The main contributions of our work can be summarized as follows:
  • We present RMP, a robust multi-modal perception framework designed to address missing-modality scenarios.
  • We design a missing feature reconstruction mechanism that exploits intra-modal feature correlations to recover missing camera representations, thereby alleviating performance degradation. Furthermore, we introduce a cross-modal adaptive fusion strategy that learns adjustable weights to fuse image and LiDAR features, improving the efficiency and reliability of cross-modal information interaction.
  • Experiments on nuScenes [17] show SOTA-level performance and strong robustness under various camera view missing conditions.

2. Related Work

2.1. Single-Modal Perception

Methods of single-modal perception mainly rely on information from visual images or LiDAR points to enable edge devices to perceive and understand the driving environment [18]. LiDAR-based approaches exploit accurate 3D geometric structures to achieve high-precision scene perception. For instance, PointNet [19] and its variants design networks that operate on point cloud inputs while preserving their spatial structures. VoxelNet [20] introduces a trainable end-to-end framework that converts irregular point sets to regular voxel grids, enabling 3D convolutions to effectively learn features. Although LiDAR-based methods exhibit strong robustness against illumination and weather variations, they often lack the ability to capture rich semantic and texture information [21]. In contrast, camera-based approaches rely on image data with abundant texture details to achieve fine-grained recognition of scene appearance and object categories. For example, PRET [22] integrates 2D visual features with 3D spatial coordinates to generate position-aware representations, facilitating the detection of 3D objects. However, since cameras are highly sensitive to illumination changes and occlusions, the performance of such methods tends to degrade under complex environmental conditions. In summary, single-modal perception approaches are inherently limited by the weaknesses of individual sensors and struggle to maintain completeness under challenging autonomous driving environments.

2.2. Multi-Modal Perception

To better leverage the unique strengths provided by various sensing modalities, an increasing number of studies have focused on multi-modal perception in autonomous driving [10]. According to the stage of information interaction, existing fusion methods are typically divided into early fusion, middle fusion, and late fusion. In early fusion, raw data from different modalities are first projected into a unified coordinate system before feature extraction. For example, AutoAlignV2 [13] introduces a deformable feature aggregation module that enables the model to adaptively align LiDAR points with image pixels according to the geometric structure of the scene. Middle fusion approaches, on the other hand, perform modality-specific feature encoding followed by feature-level integration. BEVFusion [23] maps the outputs of different sensors into a shared BEV (Bird’s-Eye-View) representation space, allowing joint cross-modal encoding and spatially consistent fusion. In late fusion, the integration occurs at the decision level, where the emphasis lies in ensuring consistency across the outputs of different modality-specific detectors. SparseFusion [24] aggregates the detection outputs from LiDAR and camera modalities as candidate points and performs decision-level fusion, achieving efficient and complementary multi-sensor integration. Although multi-modal fusion has significantly improved perception accuracy and environmental understanding, its performance still deteriorates when partial sensor data are missing. This remains one of the major bottlenecks for deploying multi-modal perception systems in real-world autonomous driving scenarios. In addition, the works on wireless imaging by channel state information using ray tracing for next-generation 6G offer promising non-visual cues that remain robust under darkness or fog, potentially serving as complementary modalities for future multi-modal perception frameworks.

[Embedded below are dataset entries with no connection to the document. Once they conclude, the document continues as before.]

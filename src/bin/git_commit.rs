use std::process::ExitCode;

use script_tools::action::git::process_git_cli;

fn main() -> ExitCode {
    match process_git_cli() {
        Ok(()) => ExitCode::SUCCESS,
        Err(e) => {
            eprintln!("錯誤：{}", e);
            ExitCode::FAILURE
        }
    }
}
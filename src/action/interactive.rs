use dialoguer::{Confirm, Input, Select};
use std::io;
use std::path::{Path, PathBuf};

use crate::action::cli::run_conversion;
use crate::config::config::{
    default_filters, is_valid_pattern, DEFAULT_FILTERS, DEFAULT_SOURCE_ENCODING, DEFAULT_TARGET_ENCODING,
};
use crate::config::ports::{AppConfig, ConfigPort};
use crate::models::conversion::{ConversionOutput, InputTarget};
use crate::service::codec::Codec;
use crate::service::config_service::{ConfigService, DefaultConfigAdapter};
use crate::utils::utils::setup_logging;

pub fn process_interactive_mode() -> io::Result<ConversionOutput> {
    setup_logging(&get_log_level_option()?)?;
    println!("=== 歡迎使用互動模式 ===");
    let is_batch = get_conversion_mode()?;
    let target = get_input_target(is_batch)?;
    let use_default_config = get_default_config_option()?;

    let config_port: Box<dyn ConfigPort> = if use_default_config {
        println!("使用預設配置：GBK → UTF-8，預設過濾模式，預設輸出位置");
        Box::new(DefaultConfigAdapter::new(target))
    } else {
        Box::new(InteractiveConfigAdapter::new(target))
    };

    let config = ConfigService::new(config_port).get_config()?;
    run_conversion(config)
}

pub fn get_default_config_option() -> io::Result<bool> {
    Confirm::new()
        .with_prompt("是否使用預設配置？（GBK → UTF-8，輸出至預設位置）")
        .default(true)
        .interact()
        .map_err(|e| io::Error::new(io::ErrorKind::Other, format!("預設配置選擇失敗: {}", e)))
}

pub fn get_conversion_mode() -> io::Result<bool> {
    let is_batch = Select::new()
        .with_prompt("選擇轉換模式（使用方向鍵選擇，按 Enter 確認）")
        .items(&["單一檔案", "批次 - 轉換目錄中符合條件的檔案（不遞迴）"])
        .default(0)
        .interact()
        .map_err(|e| io::Error::new(io::ErrorKind::Other, format!("轉換模式選擇失敗: {}", e)))? == 1;
    Ok(is_batch)
}

pub fn get_input_target(is_batch: bool) -> io::Result<InputTarget> {
    let prompt = if is_batch {
        "請輸入目錄路徑（例如：./lyrics）"
    } else {
        "請輸入檔案路徑（例如：./song.lrc）"
    };
    let input: String = Input::new()
        .with_prompt(prompt)
        .validate_with(move |input: &String| -> Result<(), String> {
            let path = Path::new(input);
            match (is_batch, path.is_dir(), path.is_file()) {
                (true, true, _) | (false, _, true) => Ok(()),
                (true, _, _) => Err(format!("目錄 '{}' 不存在", input)),
                (false, _, _) => Err(format!("檔案 '{}' 不存在", input)),
            }
        })
        .interact_text()
        .map_err(|e| io::Error::new(io::ErrorKind::Other, e.to_string()))?;

    let path = PathBuf::from(input);
    Ok(if is_batch { InputTarget::Directory(path) } else { InputTarget::File(path) })
}

pub fn get_encoding(prompt: &str, default: &str) -> io::Result<String> {
    Input::new()
        .with_prompt(prompt)
        .default(default.to_string())
        .validate_with(|input: &String| -> Result<(), String> {
            Codec::for_label(input).map(|_| ()).map_err(|e| e.to_string())
        })
        .interact_text()
        .map_err(|e| io::Error::new(io::ErrorKind::Other, format!("編碼輸入失敗: {}", e)))
}

pub fn get_output_path(is_batch: bool) -> io::Result<Option<String>> {
    let prompt = if is_batch {
        "輸入輸出目錄（留空使用 <輸入目錄>/converted_<編碼>）"
    } else {
        "輸入輸出檔案路徑（留空使用 <檔名>_<編碼><副檔名>）"
    };
    let output: String = Input::new()
        .with_prompt(prompt)
        .allow_empty(true)
        .interact_text()
        .map_err(|e| io::Error::new(io::ErrorKind::Other, e.to_string()))?;
    let output = output.trim().to_string();
    Ok(if output.is_empty() { None } else { Some(output) })
}

pub fn get_file_patterns() -> io::Result<Vec<String>> {
    let patterns = Input::new()
        .with_prompt("輸入過濾模式，以空白分隔")
        .default(DEFAULT_FILTERS.join(" "))
        .validate_with(|input: &String| -> Result<(), String> {
            if input.split_whitespace().next().is_none() {
                return Err("至少需要一個過濾模式".to_string());
            }
            match input.split_whitespace().find(|p| !is_valid_pattern(p)) {
                Some(p) => Err(format!("無效的過濾模式: '{}'", p)),
                None => Ok(()),
            }
        })
        .interact_text()
        .map_err(|e| io::Error::new(io::ErrorKind::Other, format!("過濾模式輸入失敗: {}", e)))?
        .split_whitespace()
        .map(str::to_string)
        .collect::<Vec<String>>();
    Ok(patterns)
}

pub fn get_overwrite_option() -> io::Result<bool> {
    Confirm::new()
        .with_prompt("輸出檔已存在時是否覆寫？")
        .default(false)
        .interact()
        .map_err(|e| io::Error::new(io::ErrorKind::Other, format!("覆寫選項輸入失敗: {}", e)))
}

pub const LOG_LEVELS: [&str; 4] = ["info", "warn", "error", "debug"];

pub fn get_log_level_option() -> io::Result<String> {
    let index = Select::new()
        .with_prompt("選擇日誌等級")
        .items(&LOG_LEVELS)
        .default(0)
        .interact()
        .map_err(|e| io::Error::new(io::ErrorKind::Other, format!("日誌等級選擇失敗: {}", e)))?;
    Ok(LOG_LEVELS[index].to_string())
}

// 交互配置適配器
pub struct InteractiveConfigAdapter {
    target: InputTarget,
}

impl InteractiveConfigAdapter {
    pub fn new(target: InputTarget) -> Self {
        InteractiveConfigAdapter { target }
    }
}

impl ConfigPort for InteractiveConfigAdapter {
    fn get_config(&self) -> io::Result<AppConfig> {
        let is_batch = matches!(self.target, InputTarget::Directory(_));
        let source_encoding = get_encoding("來源編碼", DEFAULT_SOURCE_ENCODING)?;
        let target_encoding = get_encoding("目標編碼", DEFAULT_TARGET_ENCODING)?;
        let output = get_output_path(is_batch)?;
        let filters = if is_batch {
            get_file_patterns()?
        } else {
            default_filters()
        };
        let overwrite = get_overwrite_option()?;

        Ok(AppConfig {
            target: self.target.clone(),
            output,
            source_encoding,
            target_encoding,
            filters,
            overwrite,
            no_progress: false,
        })
    }
}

2.3. Missing Modality Perception

In response to the challenge of missing modalities, a growing body of research has recently emerged [15,16,25], aiming to enhance the robustness of multi-modal perception systems under incomplete input conditions. MSeg3D [15] introduces a unified projection-based cross-modal alignment framework that maintains effective perception capability even when some camera views are unavailable. MMFusion [26] adopts an attention-weighted strategy to dynamically modify the contribution of each modality, emphasizing reliable features while suppressing the influence of missing or noisy modalities. Although these methods have achieved notable progress in improving robustness against missing inputs, most of them primarily focus on robust fusion rather than explicitly modeling or reconstructing the missing information. Consequently, as the degree of modality absence increases, the overall perception performance still degrades significantly. Recent studies have also explored available unannotated data and incomplete data for learning. NJIMA et al. [27] employ a weighting-based semi-supervised deep learning strategy, together with an alternative localization framework that relies on adversarial generative modeling, to mitigate the challenge posed by limited labeled samples during model training. This method aims to alleviate the problem of insufficient training samples. Our work focuses on the reconstruction problem when camera views are missing. Although the challenges faced by these two problems are different, the underlying ideas are complementary. Based on the above, our work explores a missing-feature reconstruction strategy from the perspective of intra-modal feature correlations, aiming to achieve more robust and informative multi-modal representation learning.

3. Method

3.1. Overall Framework

Figure 2 outlines the pipeline of RMP, which is structured around three modules: feature extraction, missing feature reconstruction, and multi-modal fusion. Firstly, each of the LiDAR and remaining camera modalities is processed by its respective backbone, extracting its initial features (voxel features for LiDAR, image features for available views). The features of the LiDAR voxel are then projected to the point domain through a voxel-to-point transformation. Second, for the missing camera views, the corresponding image features are reconstructed by leveraging intra-modal correlations from neighboring camera perspectives, after which the reconstructed image features are also converted to the point level. Finally, point-wise features from both modalities are jointly aggregated through the multi-modal fusion module, producing the fused multi-modal representations that serve as the final perception features.

3.2. Feature Extraction

Given a set of N raw LiDAR points P R N × C 3 D i n with input dimension C 3 D i n , the 3D backbone extracts voxel features V R N v × C v . Similar to [28], a voxel-to-point mapping M v p is applied to obtain point-wise features F p R N × C 3 D . For multi-view images captured by N c cameras, the 2D backbone extracts image features from the available views, denoted as I r R N c × C c × H c × W c , where C c , H c , and W c represent the channel dimension, height, and width of the feature maps, respectively. To simulate real-world missing-view conditions, one or more camera images are randomly masked during training, and their corresponding original image features are recorded as I m .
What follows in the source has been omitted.